[scribus] Python scripter - scribus.setFont() and scribus.setTextAlignment() ? -- Solution
Gregory Pittman
gpittman at iglou.com
Fri Jun 5 13:51:16 UTC 2015
On 06/04/2015 10:38 PM, William Bader wrote:
>
>
>> Date: Thu, 4 Jun 2015 21:52:32 -0400
>> From: gpittman at iglou.com
>> To: scribus at lists.scribus.net
>> Subject: [scribus] Python scripter - scribus.setFont() and scribus.setTextAlignment() ? -- Solution
>>
>> I somehow lost this email from my client, but here it is copied from the
>> Archives:
>> *************************
>> I am trying to run the following (very simple) script:
>>
>> #!/usr/bin/env python
>> # -*- coding: utf-8 -*-
>>
>> import sys
>> try:
>> import scribus
>>
>> except ImportError:
>> print "This script only works from within Scribus"
>> sys.exit(1)
>>
>> n = scribus.selectionCount()
>>
>> for count in range(0,n):
>> textbox = scribus.getSelectedObject(count)
>> scribus.messageBox('Error:', textbox);
>> scribus.setFont('Arial Regular', textbox)
>> scribus.setTextAlignment(scribus.ALIGN_CENTERED, textbox)
>> scribus.setTextColor("White", textbox)
>> scribus.setFillColor("Red", textbox)
>>
>>
>> However it fails after one iteration. The error message is:
>>
>> Traceback (most recent call last):
>> File "<string>", line 8, in <module>
>> File "/home/.../SetTableHeading.py", line 17, in <module>
>> scribus.setFont('Arial Regular', textbox)

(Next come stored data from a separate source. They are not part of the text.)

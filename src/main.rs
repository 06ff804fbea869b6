//! Wirecheck: main entry point
//!
//! Continuously verifies a wire harness against its taught pin map and
//! keeps the fixture locked until an authorized card is presented.
//!
//! ```text
//! ┌────────────────────────────────────────────────────────────────┐
//! │                      Adapters (outer ring)                     │
//! │                                                                │
//! │  Rig (rppal / sim)     LogEventSink  JsonlStore  JsonConfigFile │
//! │  (Pins, Indicators,    (EventSink)   (Persist)   (ConfigPort)   │
//! │   Solenoid)                                                    │
//! │                                                                │
//! │  ──────────────── Port Trait Boundary ───────────────────      │
//! │                                                                │
//! │  ┌────────────────────────────────────────────────────────┐    │
//! │  │              AppService (pure logic)                   │    │
//! │  │  Continuity · Classifier · Counters · Interlock        │    │
//! │  └────────────────────────────────────────────────────────┘    │
//! │                                                                │
//! │  Threads: scan loop · reporter · card input (stdin)            │
//! └────────────────────────────────────────────────────────────────┘
//! ```
//!
//! Usage:
//!
//! ```text
//! wirecheck [--sim] [run [CONFIG.json]]
//! wirecheck [--sim] teach OUT.json [--product-name NAME] [--product-no NO]
//! wirecheck cards FILE list
//! wirecheck cards FILE add ID NAME [--level LEVEL]
//! wirecheck cards FILE remove ID
//! ```

// ── Module declarations ───────────────────────────────────────
mod cli;

// ── Imports ───────────────────────────────────────────────────
use std::io::{self, BufRead};
use std::path::Path;
use std::sync::Arc;
use std::thread;
use std::time::Duration;

use anyhow::{Context, Result, anyhow, bail};
use chrono::Utc;
use clap::Parser;
use embedded_hal::delay::DelayNs;
use embedded_hal::digital::OutputPin;
use log::{info, warn};

use wirecheck::adapters::config_file::JsonConfigFile;
use wirecheck::adapters::hardware::{Rig, simulated_rig};
use wirecheck::adapters::json_store::JsonlStore;
use wirecheck::adapters::log_sink::LogEventSink;
use wirecheck::app::commands::AppCommand;
use wirecheck::app::context::AppContext;
use wirecheck::app::ports::{ConfigPort, PinController, PinId};
use wirecheck::app::service::AppService;
use wirecheck::cards::CardRegistry;
use wirecheck::config::{SystemConfig, WireHarnessConfig};
use wirecheck::continuity::DEFAULT_SETTLE_MS;
use wirecheck::continuity::teach::discover_pairs;
use wirecheck::interlock::Interlock;
use wirecheck::pins;
use wirecheck::scheduler::{CancelToken, run_reporter, run_scan_loop};

use cli::{CardCommands, Cli, Commands};

// ── Main ──────────────────────────────────────────────────────

fn main() -> Result<()> {
    let cli = Cli::parse();
    let simulate = cli.sim;

    // ── 1. Logging ────────────────────────────────────────────
    env_logger::Builder::from_env(env_logger::Env::default().default_filter_or("info")).init();

    info!("╔══════════════════════════════════════╗");
    info!("║  Wirecheck v{}                    ║", env!("CARGO_PKG_VERSION"));
    info!("╚══════════════════════════════════════╝");

    match cli.into_command() {
        Commands::Run { config } => {
            // ── 2. Load config (or defaults) ──────────────────
            let config = match config {
                Some(path) => JsonConfigFile::new(path).load().context("loading config")?,
                None => {
                    info!("No config given, using defaults");
                    SystemConfig::default()
                }
            };
            config.validate().context("validating config")?;
            info!(
                "Product {} ({}), {} pair(s)",
                config.harness.product_name(),
                config.harness.product_no(),
                config.harness.len()
            );

            // ── 3. Build the rig ──────────────────────────────
            #[cfg(feature = "rpi")]
            if !simulate {
                let rig = wirecheck::adapters::hardware::raspberry_pi_rig(&config)?;
                return run(config, rig);
            }
            #[cfg(not(feature = "rpi"))]
            if !simulate {
                warn!("Built without the `rpi` feature; running against the simulated rig");
            }
            let rig = simulated_rig(&config).context("building simulated rig")?;
            run(config, rig)
        }
        Commands::Teach { out, product_name, product_no } => {
            teach(&out, &product_name, &product_no, simulate)
        }
        Commands::Cards { file, action } => manage_cards(&file, action),
    }
}

/// Wire up the session and block until the operator ends it.
fn run<P, D, O>(config: SystemConfig, rig: Rig<P, D, O>) -> Result<()>
where
    P: PinController + Send + 'static,
    D: DelayNs + Send + 'static,
    O: OutputPin + Send + 'static,
{
    // ── 4. Interlock + shared context ─────────────────────────
    let cards = Arc::new(
        CardRegistry::load(&config.cards_file).context("loading authorized cards")?,
    );
    info!("{} authorized card(s)", cards.len());

    let Rig { pins, delay, mut indicators, solenoid } = rig;
    let interlock = Interlock::new(solenoid, cards);
    let ctx = Arc::new(AppContext::new(interlock, config.harness.product_no(), Utc::now()));
    let store = JsonlStore::from_config(&config);
    let cancel = CancelToken::new();

    // ── 5. Ctrl+C / SIGTERM ───────────────────────────────────
    // Same path as `quit`: the scan loop runs its shutdown before `main`
    // returns.
    {
        let cancel = cancel.clone();
        ctrlc::set_handler(move || {
            warn!("Termination signal received; ending session");
            cancel.cancel();
        })
        .context("installing signal handler")?;
    }

    // ── 6. Scan thread ────────────────────────────────────────
    let scan = {
        let mut service = AppService::new(&config, pins, delay, Arc::clone(&ctx));
        let mut store = store.clone();
        let cancel = cancel.clone();
        let interval = Duration::from_millis(config.scan_interval_ms.into());
        thread::Builder::new().name("scan".into()).spawn(move || {
            run_scan_loop(
                &mut service,
                &mut indicators,
                &mut store,
                &mut LogEventSink::new(),
                &cancel,
                interval,
            )
        })?
    };

    // ── 7. Reporter thread ────────────────────────────────────
    let reporter = {
        let ctx = Arc::clone(&ctx);
        let cancel = cancel.clone();
        let interval = Duration::from_millis(config.report_interval_ms.into());
        thread::Builder::new().name("reporter".into()).spawn(move || {
            run_reporter(&ctx, &mut LogEventSink::new(), &cancel, interval);
        })?
    };

    // ── 8. Card input ─────────────────────────────────────────
    // Blocking stdin reads cannot be interrupted; this thread is left
    // detached and dies with the process. Only the scan and reporter
    // threads are joined.
    {
        let ctx = Arc::clone(&ctx);
        let cancel = cancel.clone();
        let mut store = store;
        thread::Builder::new().name("cards".into()).spawn(move || {
            let mut sink = LogEventSink::new();
            for line in io::stdin().lock().lines() {
                let line = match line {
                    Ok(l) => l,
                    Err(e) => {
                        warn!("stdin: {e}");
                        break;
                    }
                };
                let Some(cmd) = AppCommand::parse_line(&line) else {
                    continue;
                };
                if !ctx.handle_command(cmd, &mut store, &mut sink, Utc::now()) {
                    break;
                }
            }
            info!("Card input closed; ending session");
            cancel.cancel();
        })?;
    }

    info!("System ready. Present a card, 'lock [reason]' or 'quit' (Ctrl+C also ends).");

    // ── 9. Wait for the session to end ────────────────────────
    let summary = scan.join().map_err(|_| anyhow!("scan thread panicked"))?;
    reporter.join().map_err(|_| anyhow!("reporter thread panicked"))?;

    let c = summary.counters;
    info!(
        "Session {} ended: checked={} good={} not_good={} open={}",
        summary.product_no, c.checked, c.good, c.not_good, c.open
    );
    Ok(())
}

/// Discover the harness pin map and write a config built from it.
fn teach(out: &Path, product_name: &str, product_no: &str, simulate: bool) -> Result<()> {
    let candidates = pins::teach_candidates();
    info!("TEACH | probing {} candidate pins", candidates.len());

    #[cfg(feature = "rpi")]
    let pairs = if simulate {
        teach_simulated(&candidates)?
    } else {
        let mut pins = wirecheck::drivers::rpi::RpiPinController::new().context("opening GPIO")?;
        let mut delay = wirecheck::drivers::delay::StdDelay;
        discover_pairs(&mut pins, &mut delay, &candidates, DEFAULT_SETTLE_MS)
    };
    #[cfg(not(feature = "rpi"))]
    let pairs = {
        if !simulate {
            warn!("Built without the `rpi` feature; teaching against the simulated rig");
        }
        teach_simulated(&candidates)?
    };

    if pairs.is_empty() {
        bail!("no wire pairs discovered");
    }
    let mut config = SystemConfig::default();
    config.harness = WireHarnessConfig::from_discovered(product_name, product_no, &pairs)
        .context("building harness from discovered pairs")?;
    JsonConfigFile::new(out).save(&config)?;
    info!("TEACH | {} pair(s) written to {}", pairs.len(), out.display());
    Ok(())
}

/// Teach against the simulated rig wired with the default harness.
fn teach_simulated(candidates: &[PinId]) -> Result<Vec<(PinId, PinId)>> {
    let Rig { mut pins, mut delay, .. } = simulated_rig(&SystemConfig::default())?;
    Ok(discover_pairs(&mut pins, &mut delay, candidates, DEFAULT_SETTLE_MS))
}

fn manage_cards(file: &Path, action: CardCommands) -> Result<()> {
    let registry = CardRegistry::load(file).context("loading card registry")?;
    match action {
        CardCommands::List => {
            for card in registry.list() {
                println!(
                    "{}\t{}\t{:?}\t{}",
                    card.card_id,
                    card.name,
                    card.level,
                    card.added_at.to_rfc3339()
                );
            }
            return Ok(());
        }
        CardCommands::Add { id, name, level } => {
            registry.add(&id, &name, level)?;
        }
        CardCommands::Remove { id } => {
            if registry.remove(&id).is_none() {
                bail!("card '{id}' is not registered");
            }
        }
    }
    registry.save(file)?;
    Ok(())
}
//! GPIO pin assignments for the wire-checker rig (BCM numbering).
//!
//! Single source of truth for the default board layout.  Harness pins are
//! configurable per product; the actuator and indicator pins below are
//! fixed by the rig wiring and are always reserved.

use crate::app::ports::PinId;

// ---------------------------------------------------------------------------
// Indicator lights (active HIGH)
// ---------------------------------------------------------------------------

pub const RED_LED_GPIO: PinId = 2;
pub const YELLOW_LED_GPIO: PinId = 3;
pub const GREEN_LED_GPIO: PinId = 4;

// ---------------------------------------------------------------------------
// Lock solenoids (relay board, active LOW)
// ---------------------------------------------------------------------------

pub const SOLENOID_GPIO: PinId = 13;
pub const SOLENOID2_GPIO: PinId = 15;

// ---------------------------------------------------------------------------
// Buzzer: wired on the board, not driven.
// ---------------------------------------------------------------------------

pub const BUZZER_GPIO: PinId = 18;

/// Pins that a harness configuration may never use.
pub const RESERVED_GPIOS: [PinId; 6] = [
    RED_LED_GPIO,
    YELLOW_LED_GPIO,
    GREEN_LED_GPIO,
    SOLENOID_GPIO,
    SOLENOID2_GPIO,
    BUZZER_GPIO,
];

/// Highest BCM pin exposed on the 40-pin header.
pub const MAX_BCM_GPIO: PinId = 27;

// ---------------------------------------------------------------------------
// Default 4-pair harness (output, input)
// ---------------------------------------------------------------------------

pub const DEFAULT_WIRE_PAIRS: [(PinId, PinId); 4] = [(17, 27), (22, 10), (9, 11), (5, 6)];

/// Header pins available for teaching mode: every BCM pin that is not
/// reserved, excluding the ID EEPROM pins 0/1.
pub fn teach_candidates() -> Vec<PinId> {
    (2..=MAX_BCM_GPIO)
        .filter(|p| !RESERVED_GPIOS.contains(p))
        .collect()
}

>> NoValidObjectError: Cannot use empty string for object name when there is
>> no selection
>>
>> If I remove the function calls scribus.setFont() and
>> scribus.setTextAlignment(), the script runs fine, but I dont know why...
>
> Arial is a Windows font, and some Linux systems do not have it.
> I have the code below in one of my test scripts.
> try:
> scribus.setFont("Arial Regular", txt)
> except:
> try:
> scribus.setFont("FreeSans Medium", txt)
> except:
> pass
The font was not the issue. I changed it to one on my system, and it
still did the same thing. Arial would be a safe choice on Windows.
There are some other features which could also be added, such as testing
to make sure that the selected objects are all text frames. At the same
time, for my own personal scripts used for very small tasks, I don't
always put in all the error detections that I might, since at some point
they take up more lines than the actual important parts.